## What you will do
The exercise calls for a faithful copy of all the data.
==============================
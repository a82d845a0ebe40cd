//! Watson NLP HTTP client for emotion prediction.
//!
//! Posts `{"raw_document": {"text": ...}}` to the `EmotionPredict` endpoint
//! and reads the first entry of `emotionPredictions`.

use async_trait::async_trait;
use emodetect_core::config::MODEL_ID_HEADER;
use emodetect_core::{AnalysisFailure, AnalysisResult, ClassifierConfig, EmotionScores};
use reqwest::StatusCode;
use serde::{Deserialize, Serialize};
use tracing::{debug, warn};

use crate::classifier::EmotionClassifier;

/// Watson emotion prediction client.
#[derive(Clone)]
pub struct WatsonClient {
    endpoint: String,
    model_id: String,
    client: reqwest::Client,
}

#[derive(Serialize)]
struct PredictRequest<'a> {
    raw_document: RawDocument<'a>,
}

#[derive(Serialize)]
struct RawDocument<'a> {
    text: &'a str,
}

#[derive(Deserialize)]
struct PredictResponse {
    #[serde(rename = "emotionPredictions")]
    emotion_predictions: Option<Vec<EmotionPrediction>>,
}

/// A missing `emotion` key yields all zeros; an explicit `null` is malformed.
#[derive(Deserialize)]
struct EmotionPrediction {
    #[serde(default)]
    emotion: RawScores,
}

/// Missing scores default to 0.0; an explicit `null` score is malformed.
#[derive(Deserialize, Default)]
#[serde(default)]
struct RawScores {
    anger: f64,
    disgust: f64,
    fear: f64,
    joy: f64,
    sadness: f64,
}

impl From<RawScores> for EmotionScores {
    fn from(raw: RawScores) -> Self {
        Self {
            anger: raw.anger,
            disgust: raw.disgust,
            fear: raw.fear,
            joy: raw.joy,
            sadness: raw.sadness,
        }
    }
}

impl WatsonClient {
    /// Create a client for the given configuration.
    pub fn new(config: &ClassifierConfig) -> Self {
        let client = reqwest::Client::builder()
            .timeout(config.timeout)
            .build()
            .unwrap_or_default();

        Self {
            endpoint: config.endpoint.trim().to_string(),
            model_id: config.model_id.clone(),
            client,
        }
    }

    /// Create a client pointed at the public Watson endpoint with the stock model.
    pub fn default_client() -> Self {
        Self::new(&ClassifierConfig::default())
    }

    pub fn endpoint(&self) -> &str {
        &self.endpoint
    }

    /// Send one prediction request.
    pub async fn predict(&self, text: &str) -> Result<EmotionScores, AnalysisFailure> {
        let request = PredictRequest {
            raw_document: RawDocument { text },
        };

        debug!(endpoint = %self.endpoint, bytes = text.len(), "Requesting emotion prediction");

        let response = self
            .client
            .post(self.endpoint.as_str())
            .header(MODEL_ID_HEADER, self.model_id.as_str())
            .json(&request)
            .send()
            .await
            .map_err(|e| AnalysisFailure::Transport(e.to_string()))?;

        let status = response.status();
        let body = response
            .text()
            .await
            .map_err(|e| AnalysisFailure::Transport(e.to_string()))?;

        interpret_response(status, &body)
    }
}

#[async_trait]
impl EmotionClassifier for WatsonClient {
    async fn analyze(&self, text: &str) -> AnalysisResult {
        let result = self.predict(text).await;

        match &result {
            Ok(scores) => {
                debug!(dominant = %scores.dominant_emotion(), "Emotion prediction succeeded")
            }
            Err(AnalysisFailure::InvalidInput) => debug!("Upstream rejected input text"),
            Err(e) => warn!(error = %e, "Emotion prediction failed"),
        }

        result.into()
    }
}

/// Map an upstream status and body to scores or a failure reason.
///
/// 400 means the text was rejected; any other non-success status is an
/// upstream failure. A success body without predictions yields all zeros.
pub fn interpret_response(status: StatusCode, body: &str) -> Result<EmotionScores, AnalysisFailure> {
    if status == StatusCode::BAD_REQUEST {
        return Err(AnalysisFailure::InvalidInput);
    }
    if !status.is_success() {
        return Err(AnalysisFailure::UpstreamStatus(status.as_u16()));
    }
    parse_scores(body)
}

/// Extract the first prediction's scores, defaulting missing fields to 0.0.
///
/// The body must be a JSON object; explicit `null` scores or a `null`
/// emotion object are rejected as malformed.
pub fn parse_scores(body: &str) -> Result<EmotionScores, AnalysisFailure> {
    let response: PredictResponse = serde_json::from_str(body)
        .map_err(|e| AnalysisFailure::MalformedResponse(e.to_string()))?;

    let raw = response
        .emotion_predictions
        .and_then(|predictions| predictions.into_iter().next())
        .map(|prediction| prediction.emotion)
        .unwrap_or_default();

    Ok(raw.into())
}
==============================
## Response below
repository a82d845a0ebe40cd
//! Watson NLP HTTP client for emotion prediction.
//!
//! Posts `{"raw_document": {"text": ...}}` to the `EmotionPredict` endpoint
//! and reads the first entry of `emotionPredictions`.

use async_trait::async_trait;
use emodetect_core::config::MODEL_ID_HEADER;
use emodetect_core::{AnalysisFailure, AnalysisResult, ClassifierConfig, EmotionScores};
use reqwest::StatusCode;
use serde::{Deserialize, Serialize};
use tracing::{debug, warn};

use crate::classifier::EmotionClassifier;

/// Watson emotion prediction client.
#[derive(Clone)]
pub struct WatsonClient {
    endpoint: String,
    model_id: String,
    client: reqwest::Client,
}

#[derive(Serialize)]
struct PredictRequest<'a> {
    raw_document: RawDocument<'a>,
}

#[derive(Serialize)]
struct RawDocument<'a> {
    text: &'a str,
}

#[derive(Deserialize)]
struct PredictResponse {
    #[serde(rename = "emotionPredictions")]
    emotion_predictions: Option<Vec<EmotionPrediction>>,
}

/// A missing `emotion` key yields all zeros; an explicit `null` is malformed.
#[derive(Deserialize)]
struct EmotionPrediction {
    #[serde(default)]
    emotion: RawScores,
}

/// Missing scores default to 0.0; an explicit `null` score is malformed.
#[derive(Deserialize, Default)]
#[serde(default)]
struct RawScores {
    anger: f64,
    disgust: f64,
    fear: f64,
    joy: f64,
    sadness: f64,
}

impl From<RawScores> for EmotionScores {
    fn from(raw: RawScores) -> Self {
        Self {
            anger: raw.anger,
            disgust: raw.disgust,
            fear: raw.fear,
            joy: raw.joy,
            sadness: raw.sadness,
        }
    }
}

impl WatsonClient {
    /// Create a client for the given configuration.
    pub fn new(config: &ClassifierConfig) -> Self {
        let client = reqwest::Client::builder()
            .timeout(config.timeout)
            .build()
            .unwrap_or_default();

        Self {
            endpoint: config.endpoint.trim().to_string(),
            model_id: config.model_id.clone(),
            client,
        }
    }

    /// Create a client pointed at the public Watson endpoint with the stock model.
    pub fn default_client() -> Self {
        Self::new(&ClassifierConfig::default())
    }

    pub fn endpoint(&self) -> &str {
        &self.endpoint
    }

    /// Send one prediction request.
    pub async fn predict(&self, text: &str) -> Result<EmotionScores, AnalysisFailure> {
        let request = PredictRequest {
            raw_document: RawDocument { text },
        };

        debug!(endpoint = %self.endpoint, bytes = text.len(), "Requesting emotion prediction");

        let response = self
            .client
            .post(self.endpoint.as_str())
            .header(MODEL_ID_HEADER, self.model_id.as_str())
            .json(&request)
            .send()
            .await
            .map_err(|e| AnalysisFailure::Transport(e.to_string()))?;

        let status = response.status();
        let body = response
            .text()
            .await
            .map_err(|e| AnalysisFailure::Transport(e.to_string()))?;

        interpret_response(status, &body)
    }
}

#[async_trait]
impl EmotionClassifier for WatsonClient {
    async fn analyze(&self, text: &str) -> AnalysisResult {
        let result = self.predict(text).await;

        match &result {
            Ok(scores) => {
                debug!(dominant = %scores.dominant_emotion(), "Emotion prediction succeeded")
            }
            Err(AnalysisFailure::InvalidInput) => debug!("Upstream rejected input text"),
            Err(e) => warn!(error = %e, "Emotion prediction failed"),
        }

        result.into()
    }
}

/// Map an upstream status and body to scores or a failure reason.
///
/// 400 means the text was rejected; any other non-success status is an
/// upstream failure. A success body without predictions yields all zeros.
pub fn interpret_response(status: StatusCode, body: &str) -> Result<EmotionScores, AnalysisFailure> {
    if status == StatusCode::BAD_REQUEST {
        return Err(AnalysisFailure::InvalidInput);
    }
    if !status.is_success() {
        return Err(AnalysisFailure::UpstreamStatus(status.as_u16()));
    }
    parse_scores(body)
}

/// Extract the first prediction's scores, defaulting missing fields to 0.0.
///
/// The body must be a JSON object; explicit `null` scores or a `null`
/// emotion object are rejected as malformed.
pub fn parse_scores(body: &str) -> Result<EmotionScores, AnalysisFailure> {
    let response: PredictResponse = serde_json::from_str(body)
        .map_err(|e| AnalysisFailure::MalformedResponse(e.to_string()))?;

    let raw = response
        .emotion_predictions
        .and_then(|predictions| predictions.into_iter().next())
        .map(|prediction| prediction.emotion)
        .unwrap_or_default();

    Ok(raw.into())
}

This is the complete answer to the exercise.